Antitrust & Trade Reg.

Sep. 17, 2019

Sutter Health faces antitrust trial with national implications

A legal showdown over a large Northern California health care nonprofit’s business practices, set to start jury selection next week in San Francisco County Superior Court, is expected to determine whether Sutter Health violated state antitrust law or has a legitimate business model that experts say would be adopted by other plans across the country if the defense wins.

A legal showdown over a large Northern California health care nonprofit's business practices, set to start jury selection next week in San Francisco County Superior Court, is expected to determine whether Sutter Health violated state antitrust law or has a legitimate business model that experts say would be adopted across the country if the defense wins.

A class action of 1,500 small employers and unions that pay for health care services, joined in a separate lawsuit last year by state Attorney General Xavier Becerra, say Sutter Health illegally uses its market power to overcharge customers by forcing health care insurers to include Sutter hospitals and clinics in its plans and to bar strategies that encourage patients to find cheaper services.
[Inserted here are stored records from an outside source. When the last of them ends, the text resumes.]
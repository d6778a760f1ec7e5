//! Logging and debugging facilities for Horizon TreeGrid.
//!
//! This module provides:
//! - Target names for filtering `tracing` output per engine
//! - Debug outlines of flattened trees
//!
//! # Tracing Integration
//!
//! The engines log through the `tracing` crate. Install a subscriber in your
//! application to see the output:
//!
//! ```ignore
//! tracing_subscriber::fmt()
//!     .with_env_filter("horizon_treegrid::rows=debug")
//!     .init();
//! ```
//!
//! # Debug Outlines
//!
//! ```
//! use horizon_treegrid_core::logging::{format_outline, TreeStyle};
//!
//! let outline = format_outline(
//!     [(0, "root"), (1, "child"), (1, "other")],
//!     TreeStyle::Ascii,
//! );
//! assert_eq!(outline, "root\n+-- child\n`-- other\n");
//! ```

use std::fmt::Display;
use std::fmt::Write as FmtWrite;

/// Target names for log filtering.
pub mod targets {
    /// Signal/slot system target.
    pub const SIGNAL: &str = "horizon_treegrid_core::signal";
    /// Change queue target.
    pub const DISPATCH: &str = "horizon_treegrid_core::dispatch";
    /// Observable source collections.
    pub const SOURCE: &str = "horizon_treegrid::source";
    /// Row flattening engine.
    pub const ROWS: &str = "horizon_treegrid::rows";
    /// Tree selection engine.
    pub const SELECTION: &str = "horizon_treegrid::selection";
    /// Flat-row/tree selection coordinator.
    pub const COORDINATOR: &str = "horizon_treegrid::coordinator";
    /// Grid facade and configuration.
    pub const GRID: &str = "horizon_treegrid::grid";
}

/// Style options for outline visualization.
#[derive(Debug, Clone, Copy, PartialEq, Eq, Default)]
pub enum TreeStyle {
    /// ASCII characters for tree branches.
    Ascii,
    /// Unicode box-drawing characters.
    #[default]
    Unicode,
    /// Compact dash-prefixed representation.
    Compact,
}

impl TreeStyle {
    fn glyphs(self) -> (&'static str, &'static str, &'static str) {
        match self {
            TreeStyle::Ascii => ("|   ", "+-- ", "`-- "),
            TreeStyle::Unicode => ("\u{2502}   ", "\u{251c}\u{2500}\u{2500} ", "\u{2514}\u{2500}\u{2500} "),
            TreeStyle::Compact => ("  ", "- ", "- "),
        }
    }
}

/// Format a pre-order sequence of `(depth, label)` lines as an indented outline.
///
/// Depths are expected to grow by at most one between consecutive lines, as
/// they do for a flattened tree.
pub fn format_outline<I, L>(lines: I, style: TreeStyle) -> String
where
    I: IntoIterator<Item = (usize, L)>,
    L: Display,
{
    let lines: Vec<(usize, L)> = lines.into_iter().collect();
    let (branch, tee, corner) = style.glyphs();
    let mut output = String::new();

    for (i, (depth, label)) in lines.iter().enumerate() {
        if *depth > 0 {
            for ancestor in 1..*depth {
                if has_later_sibling(&lines, i, ancestor) {
                    output.push_str(branch);
                } else {
                    output.push_str(&" ".repeat(branch.chars().count()));
                }
            }
            if has_later_sibling(&lines, i, *depth) {
                output.push_str(tee);
            } else {
                output.push_str(corner);
            }
        }
        writeln!(output, "{}", label).expect("write to String");
    }
    output
}

/// Whether another line at `depth` follows line `index` before the enclosing
/// level at `depth - 1` closes.
fn has_later_sibling<L>(lines: &[(usize, L)], index: usize, depth: usize) -> bool {
    for (next_depth, _) in &lines[index + 1..] {
        if *next_depth < depth {
            return false;
        }
        if *next_depth == depth {
            return true;
        }
    }
    false
}

#[cfg(test)]
mod tests {
    use super::*;

    #[test]
    fn test_outline_ascii() {
        let outline = format_outline(
            [(0, "a"), (1, "a0"), (2, "a00"), (1, "a1"), (0, "b")],
            TreeStyle::Ascii,
        );
        assert_eq!(outline, "a\n+-- a0\n|   `-- a00\n`-- a1\nb\n");
    }

    #[test]
    fn test_outline_last_child_has_no_branch() {
        let outline = format_outline([(0, "a"), (1, "a0"), (2, "a00")], TreeStyle::Ascii);
        assert_eq!(outline, "a\n`-- a0\n    `-- a00\n");
    }

    #[test]
    fn test_outline_compact() {
        let outline = format_outline([(0, "x"), (1, "y")], TreeStyle::Compact);
        assert_eq!(outline, "x\n- y\n");
    }

    #[test]
    fn test_outline_empty() {
        let outline = format_outline(Vec::<(usize, String)>::new(), TreeStyle::default());
        assert!(outline.is_empty());
    }
}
The result of Sutter Health's anticompetitive conduct, plaintiffs' attorneys and the state attorney general's office argue, is health care costs are at least 20% to 30% higher in Northern California than for the same services in Southern California.

"Because Sutter was so successful here, the price of health care in Northern California is dramatically elevated in price," said Richard L. Grossman of Pillsbury & Coleman LLP and lead counsel for the private plaintiffs. UFCW & Employers Benefit Trust v. Sutter Health, CGC-14-538451 (S.F. Super. Ct., filed April 7, 2014; People v. Sutter Health, CGC-18-565398 (S.F. Super. Ct., filed March 29, 2018).
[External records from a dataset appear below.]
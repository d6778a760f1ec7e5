//! Small in-memory trees for unit tests.

use std::fmt;

use super::source::{ObservableList, TreeSource};

/// A named node owning its child list.
#[derive(Clone)]
pub(crate) struct Node {
    pub name: String,
    pub children: ObservableList<Node>,
}

impl Node {
    pub fn leaf(name: impl Into<String>) -> Self {
        Self {
            name: name.into(),
            children: ObservableList::empty(),
        }
    }

    pub fn with_children(name: impl Into<String>, children: Vec<Node>) -> Self {
        Self {
            name: name.into(),
            children: ObservableList::new(children),
        }
    }
}

impl fmt::Debug for Node {
    fn fmt(&self, f: &mut fmt::Formatter<'_>) -> fmt::Result {
        f.write_str(&self.name)
    }
}

impl PartialEq for Node {
    fn eq(&self, other: &Self) -> bool {
        self.name == other.name
    }
}

/// `roots` top-level nodes named `r{i}`, each with `children` leaves named
/// `r{i}.c{j}`.
pub(crate) fn grid(roots: usize, children: usize) -> ObservableList<Node> {
    ObservableList::new(
        (0..roots)
            .map(|i| {
                Node::with_children(
                    format!("r{}", i),
                    (0..children).map(|j| Node::leaf(format!("r{}.c{}", i, j))).collect(),
                )
            })
            .collect(),
    )
}

pub(crate) fn source_of(roots: &ObservableList<Node>) -> TreeSource<Node> {
    TreeSource::new(roots.clone(), |node: &Node| Some(node.children.clone()))
}

/// The child list of the node at `path`.
pub(crate) fn children_at(roots: &ObservableList<Node>, path: &[usize]) -> ObservableList<Node> {
    let mut list = roots.clone();
    for &index in path {
        list = list.get(index).expect("path resolves").children;
    }
    list
}
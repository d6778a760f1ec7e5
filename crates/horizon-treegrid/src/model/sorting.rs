//! Per-level ordering of sibling rows.
//!
//! [`SortableRows`] keeps one tree level's entries in display order. Without
//! a comparator, display order is source order. With one, entries are kept
//! sorted by the comparator with source order as the tie-break, and source
//! mutations are applied by binary-searching the affected entries into place
//! instead of re-sorting the level.

use std::cmp::Ordering;
use std::sync::Arc;

/// Orders two models for display.
pub type Comparator<M> = Arc<dyn Fn(&M, &M) -> Ordering + Send + Sync>;

/// One displayed sibling.
#[derive(Debug, Clone)]
pub struct SortEntry<K, M> {
    /// Caller-assigned handle for the entry.
    pub key: K,
    /// The model shown by the entry.
    pub model: M,
    /// Position of the model in its source list.
    pub source_index: usize,
}

/// The display order of one tree level.
#[derive(Debug, Clone)]
pub struct SortableRows<K, M> {
    entries: Vec<SortEntry<K, M>>,
    sorted: bool,
}

impl<K, M> Default for SortableRows<K, M> {
    fn default() -> Self {
        Self {
            entries: Vec::new(),
            sorted: false,
        }
    }
}

impl<K: Copy + PartialEq, M> SortableRows<K, M> {
    /// Builds a level from `(key, model)` pairs given in source order.
    pub fn new<I>(items: I, comparator: Option<&Comparator<M>>) -> Self
    where
        I: IntoIterator<Item = (K, M)>,
    {
        let entries = items
            .into_iter()
            .enumerate()
            .map(|(source_index, (key, model))| SortEntry {
                key,
                model,
                source_index,
            })
            .collect();
        let mut rows = Self {
            entries,
            sorted: false,
        };
        rows.resort(comparator);
        rows
    }

    /// Number of entries.
    #[inline]
    pub fn len(&self) -> usize {
        self.entries.len()
    }

    /// Returns `true` if the level is empty.
    #[inline]
    pub fn is_empty(&self) -> bool {
        self.entries.is_empty()
    }

    /// Whether a comparator currently orders this level.
    #[inline]
    pub fn is_sorted(&self) -> bool {
        self.sorted
    }

    /// Entries in display order.
    #[inline]
    pub fn entries(&self) -> &[SortEntry<K, M>] {
        &self.entries
    }

    /// Keys in display order.
    pub fn keys(&self) -> impl Iterator<Item = K> + '_ {
        self.entries.iter().map(|entry| entry.key)
    }

    /// The entry at display position `position`.
    pub fn get(&self, position: usize) -> Option<&SortEntry<K, M>> {
        self.entries.get(position)
    }

    /// The key at display position `position`.
    pub fn key_at(&self, position: usize) -> Option<K> {
        self.entries.get(position).map(|entry| entry.key)
    }

    /// Display position of the entry for source index `source_index`.
    pub fn position_of_source(&self, source_index: usize) -> Option<usize> {
        if !self.sorted {
            // Display order is source order.
            return self
                .entries
                .get(source_index)
                .filter(|entry| entry.source_index == source_index)
                .map(|_| source_index);
        }
        self.entries
            .iter()
            .position(|entry| entry.source_index == source_index)
    }

    /// Display position of `key`.
    pub fn position_of_key(&self, key: K) -> Option<usize> {
        self.entries.iter().position(|entry| entry.key == key)
    }

    /// Inserts an entry and returns its display position.
    ///
    /// Source indices of existing entries must already account for the
    /// insertion (see [`shift_sources`](Self::shift_sources)).
    pub fn insert(
        &mut self,
        source_index: usize,
        key: K,
        model: M,
        comparator: Option<&Comparator<M>>,
    ) -> usize {
        let position = match comparator.filter(|_| self.sorted) {
            Some(compare) => self.entries.partition_point(|entry| {
                match compare(&entry.model, &model) {
                    Ordering::Less => true,
                    Ordering::Greater => false,
                    Ordering::Equal => entry.source_index < source_index,
                }
            }),
            None => self
                .entries
                .partition_point(|entry| entry.source_index < source_index),
        };
        self.entries.insert(
            position,
            SortEntry {
                key,
                model,
                source_index,
            },
        );
        position
    }

    /// Removes the entry at display position `position`.
    ///
    /// # Panics
    ///
    /// Panics if `position` is out of bounds.
    pub fn remove_at(&mut self, position: usize) -> SortEntry<K, M> {
        self.entries.remove(position)
    }

    /// Adds `delta` to every source index `>= from`.
    ///
    /// Returns the keys whose source index changed, with the new index.
    pub fn shift_sources(&mut self, from: usize, delta: isize) -> Vec<(K, usize)> {
        if delta == 0 {
            return Vec::new();
        }
        let mut shifted = Vec::new();
        for entry in self.entries.iter_mut() {
            if entry.source_index >= from {
                entry.source_index = entry.source_index.saturating_add_signed(delta);
                shifted.push((entry.key, entry.source_index));
            }
        }
        shifted
    }

    /// Reorders the level for a new comparator (or source order for `None`).
    ///
    /// Returns `true` if the display order changed.
    pub fn resort(&mut self, comparator: Option<&Comparator<M>>) -> bool {
        let before: Vec<K> = self.keys().collect();
        match comparator {
            Some(compare) => {
                self.entries.sort_by(|a, b| {
                    compare(&a.model, &b.model).then(a.source_index.cmp(&b.source_index))
                });
                self.sorted = true;
            }
            None => {
                self.entries.sort_by_key(|entry| entry.source_index);
                self.sorted = false;
            }
        }
        !self.keys().eq(before)
    }

    /// Removes every entry and returns them in display order.
    pub fn take_all(&mut self) -> Vec<SortEntry<K, M>> {
        std::mem::take(&mut self.entries)
    }
}

#[cfg(test)]
mod tests {
    use super::*;

    fn ascending() -> Comparator<i32> {
        Arc::new(|a: &i32, b: &i32| a.cmp(b))
    }

    fn models(rows: &SortableRows<usize, i32>) -> Vec<i32> {
        rows.entries().iter().map(|entry| entry.model).collect()
    }

    #[test]
    fn test_unsorted_keeps_source_order() {
        let rows = SortableRows::new([(0, 30), (1, 10), (2, 20)], None);
        assert_eq!(models(&rows), vec![30, 10, 20]);
        assert_eq!(rows.position_of_source(2), Some(2));
        assert!(!rows.is_sorted());
    }

    #[test]
    fn test_sorted_with_stable_ties() {
        let compare = ascending();
        let rows = SortableRows::new([(0, 2), (1, 1), (2, 2), (3, 0)], Some(&compare));
        assert_eq!(models(&rows), vec![0, 1, 2, 2]);
        let ties: Vec<usize> = rows
            .entries()
            .iter()
            .filter(|entry| entry.model == 2)
            .map(|entry| entry.source_index)
            .collect();
        assert_eq!(ties, vec![0, 2]);
        assert_eq!(rows.position_of_source(3), Some(0));
    }

    #[test]
    fn test_insert_binary_searches_position() {
        let compare = ascending();
        let mut rows = SortableRows::new([(0, 10), (1, 30)], Some(&compare));
        rows.shift_sources(1, 1);
        let position = rows.insert(1, 7, 20, Some(&compare));
        assert_eq!(position, 1);
        assert_eq!(models(&rows), vec![10, 20, 30]);
        assert_eq!(rows.position_of_key(7), Some(1));
    }

    #[test]
    fn test_insert_unsorted_uses_source_index() {
        let mut rows = SortableRows::new([(0, 5), (1, 6)], None);
        let shifted = rows.shift_sources(0, 1);
        assert_eq!(shifted, vec![(0, 1), (1, 2)]);
        assert_eq!(rows.insert(0, 9, 99, None), 0);
        assert_eq!(models(&rows), vec![99, 5, 6]);
    }

    #[test]
    fn test_resort_reports_change() {
        let compare = ascending();
        let mut rows = SortableRows::new([(0, 3), (1, 1)], None);
        assert!(rows.resort(Some(&compare)));
        assert_eq!(models(&rows), vec![1, 3]);
        assert!(!rows.resort(Some(&compare)));
        assert!(rows.resort(None));
        assert_eq!(models(&rows), vec![3, 1]);
    }
}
Sutter Health's competitors, with little chance to woo business away, keep their prices higher in Northern California, as well, Grossman said.

The health care company, which operates 24 hospitals in Northern California as well as outpatient centers, maintains it is following the objectives of the Affordable Care Act, commonly known as Obamacare, by adopting a large, integrated network that negotiates the best prices with insurance companies.

"Sutter is not violating antitrust laws by integrating its hospital system and negotiating system-wide contracts with insurance companies," said company spokeswoman Amy Thoma Tan in a prepared statement. "There is no evidence that Sutter has hurt competition, as demonstrated by the fact that new hospitals continue to open and existing facilities continue to expand in markets that Sutter Health services, including in the San Francisco Bay Area and the greater Sacramento region."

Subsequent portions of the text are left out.